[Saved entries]

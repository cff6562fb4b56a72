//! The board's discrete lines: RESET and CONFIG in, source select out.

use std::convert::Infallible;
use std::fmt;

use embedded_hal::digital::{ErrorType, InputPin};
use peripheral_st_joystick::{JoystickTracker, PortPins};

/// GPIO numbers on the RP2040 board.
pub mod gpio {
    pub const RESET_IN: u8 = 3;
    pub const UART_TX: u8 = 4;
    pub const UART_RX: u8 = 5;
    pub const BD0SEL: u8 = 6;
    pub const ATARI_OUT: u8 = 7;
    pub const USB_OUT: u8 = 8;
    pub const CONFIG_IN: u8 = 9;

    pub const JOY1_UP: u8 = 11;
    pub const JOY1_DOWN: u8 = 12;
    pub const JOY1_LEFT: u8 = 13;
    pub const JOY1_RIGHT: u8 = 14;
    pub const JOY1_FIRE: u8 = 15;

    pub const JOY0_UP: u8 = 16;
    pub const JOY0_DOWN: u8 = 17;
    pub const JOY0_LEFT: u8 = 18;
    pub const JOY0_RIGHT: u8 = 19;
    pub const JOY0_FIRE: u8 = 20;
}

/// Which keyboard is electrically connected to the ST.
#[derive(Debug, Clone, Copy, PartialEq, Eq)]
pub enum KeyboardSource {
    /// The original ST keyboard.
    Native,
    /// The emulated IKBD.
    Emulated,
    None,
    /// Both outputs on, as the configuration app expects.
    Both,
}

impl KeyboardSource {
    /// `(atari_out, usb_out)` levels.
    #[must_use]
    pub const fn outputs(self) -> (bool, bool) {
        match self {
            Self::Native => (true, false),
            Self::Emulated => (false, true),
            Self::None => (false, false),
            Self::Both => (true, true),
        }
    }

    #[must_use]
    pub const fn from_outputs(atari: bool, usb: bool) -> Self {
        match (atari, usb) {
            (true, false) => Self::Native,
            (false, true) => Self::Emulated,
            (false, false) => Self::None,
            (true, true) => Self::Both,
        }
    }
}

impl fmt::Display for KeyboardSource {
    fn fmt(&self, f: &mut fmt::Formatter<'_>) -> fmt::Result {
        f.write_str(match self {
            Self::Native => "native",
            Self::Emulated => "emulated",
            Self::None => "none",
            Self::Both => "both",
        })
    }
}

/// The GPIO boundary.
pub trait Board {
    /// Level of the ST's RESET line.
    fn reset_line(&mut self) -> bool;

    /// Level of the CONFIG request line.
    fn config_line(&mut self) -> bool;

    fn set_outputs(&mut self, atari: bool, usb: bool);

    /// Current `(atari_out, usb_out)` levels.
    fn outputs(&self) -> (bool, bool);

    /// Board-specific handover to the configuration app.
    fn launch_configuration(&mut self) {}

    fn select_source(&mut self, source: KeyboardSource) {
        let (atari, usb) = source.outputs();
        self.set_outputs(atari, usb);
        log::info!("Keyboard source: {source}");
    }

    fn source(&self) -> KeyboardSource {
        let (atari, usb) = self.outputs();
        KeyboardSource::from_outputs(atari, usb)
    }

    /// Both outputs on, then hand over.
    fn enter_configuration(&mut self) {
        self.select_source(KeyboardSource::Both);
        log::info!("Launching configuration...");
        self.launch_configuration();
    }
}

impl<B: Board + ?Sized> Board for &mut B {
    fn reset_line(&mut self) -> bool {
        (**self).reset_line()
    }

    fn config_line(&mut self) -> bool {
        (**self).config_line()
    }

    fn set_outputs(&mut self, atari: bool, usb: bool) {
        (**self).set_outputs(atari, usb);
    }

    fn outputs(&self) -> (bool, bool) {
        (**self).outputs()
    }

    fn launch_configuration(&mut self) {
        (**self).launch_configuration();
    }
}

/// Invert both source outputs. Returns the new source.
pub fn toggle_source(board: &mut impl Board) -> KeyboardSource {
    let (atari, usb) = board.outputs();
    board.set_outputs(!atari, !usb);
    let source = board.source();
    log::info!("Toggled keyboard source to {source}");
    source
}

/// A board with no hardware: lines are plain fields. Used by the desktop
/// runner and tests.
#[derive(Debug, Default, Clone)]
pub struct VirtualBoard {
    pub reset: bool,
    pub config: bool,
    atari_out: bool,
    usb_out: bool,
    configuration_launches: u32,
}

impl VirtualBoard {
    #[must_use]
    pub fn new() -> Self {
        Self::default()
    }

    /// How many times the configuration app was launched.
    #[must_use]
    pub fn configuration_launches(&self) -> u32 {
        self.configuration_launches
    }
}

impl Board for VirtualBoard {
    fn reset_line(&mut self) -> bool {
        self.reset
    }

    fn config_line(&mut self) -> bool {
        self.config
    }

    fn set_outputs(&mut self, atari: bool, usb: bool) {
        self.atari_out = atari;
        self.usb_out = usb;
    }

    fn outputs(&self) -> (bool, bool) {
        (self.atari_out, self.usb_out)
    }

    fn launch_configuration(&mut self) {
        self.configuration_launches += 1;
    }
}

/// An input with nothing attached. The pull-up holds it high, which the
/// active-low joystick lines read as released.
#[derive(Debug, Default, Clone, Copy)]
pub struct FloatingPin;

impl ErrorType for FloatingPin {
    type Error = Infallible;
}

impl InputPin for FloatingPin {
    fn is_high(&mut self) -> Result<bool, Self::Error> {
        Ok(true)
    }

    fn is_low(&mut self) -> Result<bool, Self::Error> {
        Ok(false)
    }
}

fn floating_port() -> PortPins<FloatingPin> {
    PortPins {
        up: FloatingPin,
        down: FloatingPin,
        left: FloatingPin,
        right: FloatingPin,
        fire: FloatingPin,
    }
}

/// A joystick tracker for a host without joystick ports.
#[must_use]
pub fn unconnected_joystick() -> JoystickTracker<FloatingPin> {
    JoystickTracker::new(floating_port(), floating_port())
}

To do: The data above needs to be retyped in full, exactly as given.

Answer below:
repository cff6562fb4b56a72
//! The board's discrete lines: RESET and CONFIG in, source select out.

use std::convert::Infallible;
use std::fmt;

use embedded_hal::digital::{ErrorType, InputPin};
use peripheral_st_joystick::{JoystickTracker, PortPins};

/// GPIO numbers on the RP2040 board.
pub mod gpio {
    pub const RESET_IN: u8 = 3;
    pub const UART_TX: u8 = 4;
    pub const UART_RX: u8 = 5;
    pub const BD0SEL: u8 = 6;
    pub const ATARI_OUT: u8 = 7;
    pub const USB_OUT: u8 = 8;
    pub const CONFIG_IN: u8 = 9;

    pub const JOY1_UP: u8 = 11;
    pub const JOY1_DOWN: u8 = 12;
    pub const JOY1_LEFT: u8 = 13;
    pub const JOY1_RIGHT: u8 = 14;
    pub const JOY1_FIRE: u8 = 15;

    pub const JOY0_UP: u8 = 16;
    pub const JOY0_DOWN: u8 = 17;
    pub const JOY0_LEFT: u8 = 18;
    pub const JOY0_RIGHT: u8 = 19;
    pub const JOY0_FIRE: u8 = 20;
}

/// Which keyboard is electrically connected to the ST.
#[derive(Debug, Clone, Copy, PartialEq, Eq)]
pub enum KeyboardSource {
    /// The original ST keyboard.
    Native,
    /// The emulated IKBD.
    Emulated,
    None,
    /// Both outputs on, as the configuration app expects.
    Both,
}

impl KeyboardSource {
    /// `(atari_out, usb_out)` levels.
    #[must_use]
    pub const fn outputs(self) -> (bool, bool) {
        match self {
            Self::Native => (true, false),
            Self::Emulated => (false, true),
            Self::None => (false, false),
            Self::Both => (true, true),
        }
    }

    #[must_use]
    pub const fn from_outputs(atari: bool, usb: bool) -> Self {
        match (atari, usb) {
            (true, false) => Self::Native,
            (false, true) => Self::Emulated,
            (false, false) => Self::None,
            (true, true) => Self::Both,
        }
    }
}

impl fmt::Display for KeyboardSource {
    fn fmt(&self, f: &mut fmt::Formatter<'_>) -> fmt::Result {
        f.write_str(match self {
            Self::Native => "native",
            Self::Emulated => "emulated",
            Self::None => "none",
            Self::Both => "both",
        })
    }
}

/// The GPIO boundary.
pub trait Board {
    /// Level of the ST's RESET line.
    fn reset_line(&mut self) -> bool;

    /// Level of the CONFIG request line.
    fn config_line(&mut self) -> bool;

    fn set_outputs(&mut self, atari: bool, usb: bool);

    /// Current `(atari_out, usb_out)` levels.
    fn outputs(&self) -> (bool, bool);

    /// Board-specific handover to the configuration app.
    fn launch_configuration(&mut self) {}

    fn select_source(&mut self, source: KeyboardSource) {
        let (atari, usb) = source.outputs();
        self.set_outputs(atari, usb);
        log::info!("Keyboard source: {source}");
    }

    fn source(&self) -> KeyboardSource {
        let (atari, usb) = self.outputs();
        KeyboardSource::from_outputs(atari, usb)
    }

    /// Both outputs on, then hand over.
    fn enter_configuration(&mut self) {
        self.select_source(KeyboardSource::Both);
        log::info!("Launching configuration...");
        self.launch_configuration();
    }
}

impl<B: Board + ?Sized> Board for &mut B {
    fn reset_line(&mut self) -> bool {
        (**self).reset_line()
    }

    fn config_line(&mut self) -> bool {
        (**self).config_line()
    }

    fn set_outputs(&mut self, atari: bool, usb: bool) {
        (**self).set_outputs(atari, usb);
    }

    fn outputs(&self) -> (bool, bool) {
        (**self).outputs()
    }

    fn launch_configuration(&mut self) {
        (**self).launch_configuration();
    }
}

/// Invert both source outputs. Returns the new source.
pub fn toggle_source(board: &mut impl Board) -> KeyboardSource {
    let (atari, usb) = board.outputs();
    board.set_outputs(!atari, !usb);
    let source = board.source();
    log::info!("Toggled keyboard source to {source}");
    source
}

/// A board with no hardware: lines are plain fields. Used by the desktop
/// runner and tests.
#[derive(Debug, Default, Clone)]
pub struct VirtualBoard {
    pub reset: bool,
    pub config: bool,
    atari_out: bool,
    usb_out: bool,
    configuration_launches: u32,
}

impl VirtualBoard {
    #[must_use]
    pub fn new() -> Self {
        Self::default()
    }

    /// How many times the configuration app was launched.
    #[must_use]
    pub fn configuration_launches(&self) -> u32 {
        self.configuration_launches
    }
}

impl Board for VirtualBoard {
    fn reset_line(&mut self) -> bool {
        self.reset
    }

    fn config_line(&mut self) -> bool {
        self.config
    }

    fn set_outputs(&mut self, atari: bool, usb: bool) {
        self.atari_out = atari;
        self.usb_out = usb;
    }

    fn outputs(&self) -> (bool, bool) {
        (self.atari_out, self.usb_out)
    }

    fn launch_configuration(&mut self) {
        self.configuration_launches += 1;
    }
}

/// An input with nothing attached. The pull-up holds it high, which the
/// active-low joystick lines read as released.
#[derive(Debug, Default, Clone, Copy)]
pub struct FloatingPin;

impl ErrorType for FloatingPin {
    type Error = Infallible;
}

impl InputPin for FloatingPin {
    fn is_high(&mut self) -> Result<bool, Self::Error> {
        Ok(true)
    }

    fn is_low(&mut self) -> Result<bool, Self::Error> {
        Ok(false)
    }
}

fn floating_port() -> PortPins<FloatingPin> {
    PortPins {
        up: FloatingPin,
        down: FloatingPin,
        left: FloatingPin,
        right: FloatingPin,
        fire: FloatingPin,
    }
}

/// A joystick tracker for a host without joystick ports.
#[must_use]
pub fn unconnected_joystick() -> JoystickTracker<FloatingPin> {
    JoystickTracker::new(floating_port(), floating_port())
}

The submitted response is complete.